Cidadania e Desenvolvimento                              

Explorando a Existência da Disciplina

Igor Veloso

 

Convido-vos a explorar comigo a controvérsia à volta da Cidadania e Desenvolvimento. Não sou do tempo da disciplina como se conhece atualmente, mas tive um equivalente seu chamado “Educação Cívica”, onde comparando as notícias e os relatos de alunos de hoje, não foi muito diferente do que Cidadania: uma aula dada pelo diretor de turma, onde informam repetidamente aos seus respetivos alunos o quanto as suas notas estão baixas, no infame ranking de pior turma da escola, e entre desabafos e peripécias, aproveitam para continuar a ensinar o módulo de físico-química que ficou por dar na própria aula de físico-química.

Disciplina criada pós-Troika com o intuito de melhorar as capacidades financeiras dos portugueses, é afinal usada para educar crianças com pequenas amostras de sociologia por professores raramente classificados para tal, muito menos em finanças. Informar as crianças que se deve respeitar o próximo sem preconceitos, ensinar aos adolescentes sobre contraceção - visto os pais, na prática, não estarem muito preocupados nem em ensinar sobre isso, nem em perguntar sobre a vida sexual dos filhos quando seu comportamento (saídas à noite, dormidas fora) claramente levanta suspeitas -, ensinar a respeitar sinais de trânsito, e a reciclar, estará à partida tudo bem e dentro do aceitável para uma autoridade estatal ensinar.

No entanto entramos num enigma: o objetivo da disciplina é ensinar literacia financeira, mas na prática, é usada para falar sobre problemas internos da turma; volta e meia apanha-se um professor ativista, cheio de espírito revolucionário, querendo libertar a sexualidade e erotismo das crianças, relativizar todos os conceitos sociais, ou ainda em alguns casos, aproveitar para converter a juventude à sua religião para salvar uma geração perdida. A disciplina não tem um programa (claro), logo fazem o que querem, e não existe confiança nas instituições para levar estas aulas a sério, ainda que obrigatórias.

Ou seja, na prática (uso esta palavra com toda a intenção frequentemente), temos uma disciplina abrigada pelo Estado a ser usada para educar os alunos com ideologias políticas, ou no seu melhor, usada literalmente para nada de jeito, ainda que de alguma forma esteja a preencher uma lacuna que aparentemente em casa estes alunos não têm. As instituições da sociedade civil estão em crise, ou pelo menos metidas numa guerra cultural no qual as crianças apanham por tabela.

A minha vontade para a Cidadania e Desenvolvimento envolve incorporar aulas de literacia financeira (técnicas de poupança de dinheiro, declarar impostos…), literacia política (o sistema político português, método d’Hondt…), ambiente (reciclagem, cuidar o nosso lar).
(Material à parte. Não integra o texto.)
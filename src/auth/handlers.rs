use axum::{
    extract::{Query, State},
    http::header::{HOST, SET_COOKIE},
    http::HeaderMap,
    response::{AppendHeaders, IntoResponse, Redirect, Response},
    Form,
};
use serde_json::json;
use tracing::{info, instrument, warn};

use crate::{
    msg::{self, Msg, MsgQuery},
    session::{clear_cookie, session_cookie, MaybeSession, Session, SessionCodec},
    state::AppState,
    views,
};
use axum::extract::FromRef;

use super::dto::{ForgotForm, LoginForm, SignupForm, SignupResponse, TokenPair};

/// Encode the token pair into the signed cookie and land on the book list.
fn start_session(state: &AppState, tokens: TokenPair, fallback_email: &str) -> Response {
    let email = tokens
        .user
        .email
        .unwrap_or_else(|| fallback_email.to_string());
    let session = Session {
        access_token: tokens.access_token,
        refresh_token: tokens.refresh_token,
        user_id: tokens.user.id,
        email,
    };
    let value = SessionCodec::from_ref(state).encode(&session);
    (
        AppendHeaders([(SET_COOKIE, session_cookie(&value, state.config.cookie_secure))]),
        Redirect::to("/books?filter=all"),
    )
        .into_response()
}

pub async fn signup_page(
    MaybeSession(session): MaybeSession,
    Query(params): Query<MsgQuery>,
) -> Response {
    match session {
        Some(_) => Redirect::to("/books?filter=all").into_response(),
        None => views::signup_page(params.banner()).into_response(),
    }
}

#[instrument(skip(state, form))]
pub async fn signup(State(state): State<AppState>, Form(form): Form<SignupForm>) -> Response {
    let resp = state
        .backend
        .post(
            "/auth/v1/signup",
            json!({
                "email": form.email,
                "password": form.password,
                "data": { "full_name": form.full_name },
            }),
            None,
        )
        .await;
    if resp.is_error() {
        warn!(status = %resp.status, "signup failed");
        return msg::to_page("/signup", Msg::SignupError).into_response();
    }

    match resp.json::<SignupResponse>().and_then(|r| r.session) {
        // email confirmation required, no session yet
        None => msg::to_page("/login", Msg::Confirm).into_response(),
        Some(tokens) => {
            info!("user signed up");
            start_session(&state, tokens, &form.email)
        }
    }
}

pub async fn login_page(
    MaybeSession(session): MaybeSession,
    Query(params): Query<MsgQuery>,
) -> Response {
    match session {
        Some(_) => Redirect::to("/books?filter=all").into_response(),
        None => views::login_page(params.banner()).into_response(),
    }
}

#[instrument(skip(state, form))]
pub async fn login(State(state): State<AppState>, Form(form): Form<LoginForm>) -> Response {
    let resp = state
        .backend
        .post(
            "/auth/v1/token?grant_type=password",
            json!({ "email": form.email, "password": form.password }),
            None,
        )
        .await;
    if resp.is_error() {
        warn!(status = %resp.status, "login failed");
        return msg::to_page("/login", Msg::LoginError).into_response();
    }

    match resp.json::<TokenPair>() {
        Some(tokens) => {
            info!("user logged in");
            start_session(&state, tokens, &form.email)
        }
        None => {
            warn!("login response missing token pair");
            msg::to_page("/login", Msg::LoginError).into_response()
        }
    }
}

pub async fn logout() -> impl IntoResponse {
    (
        AppendHeaders([(SET_COOKIE, clear_cookie())]),
        Redirect::to("/login"),
    )
}

pub async fn forgot_page(
    MaybeSession(session): MaybeSession,
    Query(params): Query<MsgQuery>,
) -> Response {
    match session {
        Some(_) => Redirect::to("/books?filter=all").into_response(),
        None => views::forgot_page(params.banner()).into_response(),
    }
}

/// The recovery email links back to this deployment's `/reset` page, so the
/// public base URL is reconstructed from the Host header of the request.
#[instrument(skip(state, headers, form))]
pub async fn forgot_send(
    State(state): State<AppState>,
    headers: HeaderMap,
    Form(form): Form<ForgotForm>,
) -> Redirect {
    let host = headers
        .get(HOST)
        .and_then(|h| h.to_str().ok())
        .unwrap_or("localhost:8000");
    let scheme = if state.config.cookie_secure { "https" } else { "http" };
    let redirect_to = format!("{scheme}://{host}/reset");

    let resp = state
        .backend
        .post(
            "/auth/v1/recover",
            json!({ "email": form.email, "redirect_to": redirect_to }),
            None,
        )
        .await;
    if resp.is_error() {
        warn!(status = %resp.status, "password recovery failed");
        return msg::to_page("/forgot", Msg::ForgotError);
    }
    info!("password recovery email requested");
    msg::to_page("/forgot", Msg::Sent)
}

pub async fn reset_page() -> impl IntoResponse {
    views::reset_page()
}
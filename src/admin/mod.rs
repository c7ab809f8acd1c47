pub(crate) mod dto;
pub mod handlers;

use crate::state::AppState;
use axum::{
    extract::DefaultBodyLimit,
    routing::{get, post},
    Router,
};

pub fn router() -> Router<AppState> {
    Router::new()
        .route(
            "/admin/books/new",
            get(handlers::add_book_page)
                .post(handlers::add_book)
                .layer(DefaultBodyLimit::max(20 * 1024 * 1024)),
        )
        .route("/admin/books", get(handlers::list_books))
        .route("/admin/books/:book_id/copies", post(handlers::update_copies))
        .route("/admin/books/:book_id/delete", post(handlers::delete_book))
        .route("/admin/users", get(handlers::list_users))
        .route("/admin/users/:user_id/approve", post(handlers::approve_user))
}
Isto prepararia muito melhor as crianças para o mercado de trabalho e a realidade do país onde vivem. Realisticamente reconheço isto ser utópico e ingénuo. Os professores não têm incentivo para obterem formação nestas áreas, e com falta de programa, dependem das suas experiências vividas e da sabedoria popular, ou seja, a do seu circulo de colegas ou amigos. Além da falta de preparação, cabe às escolas contratar pessoal qualificado para irem lá todas as semanas dar a sua aula de finanças ou ciência-política, algo que parece não haver tanto incentivo como era suposto.

Porém há uma ressalva que tenho de fazer. O Instituto Mais Liberdade, um think tank claramente ligado ao partido Iniciativa Liberal (IL), encarregou-se de oferecer os seus serviços para ensinar nas escolas sobre economia, ou mais especificamente, a tal Literacia Financeira. Sinto-me tentado a não me preocupar muito com esta disciplina até ver os resultados deste projeto, mas o compromisso, é que ainda levará uns anos, porque é uma iniciativa recente e que necessita de tempo para munir a próxima geração com estes novos ensinamentos. Espera-se que existam mais instituições prontas a seguir os passos, mas o compromisso é a criação de uma instituição também ela não partidária, mas «claramente» associada ao Bloco de Esquerda (por exemplo), competindo com os professores «claramente» capitalistas e liberais do Mais Liberdade. O BE aproveitaria para ocupar a função social da Cidadania e Desenvolvimento oferecendo os seus sociólogos.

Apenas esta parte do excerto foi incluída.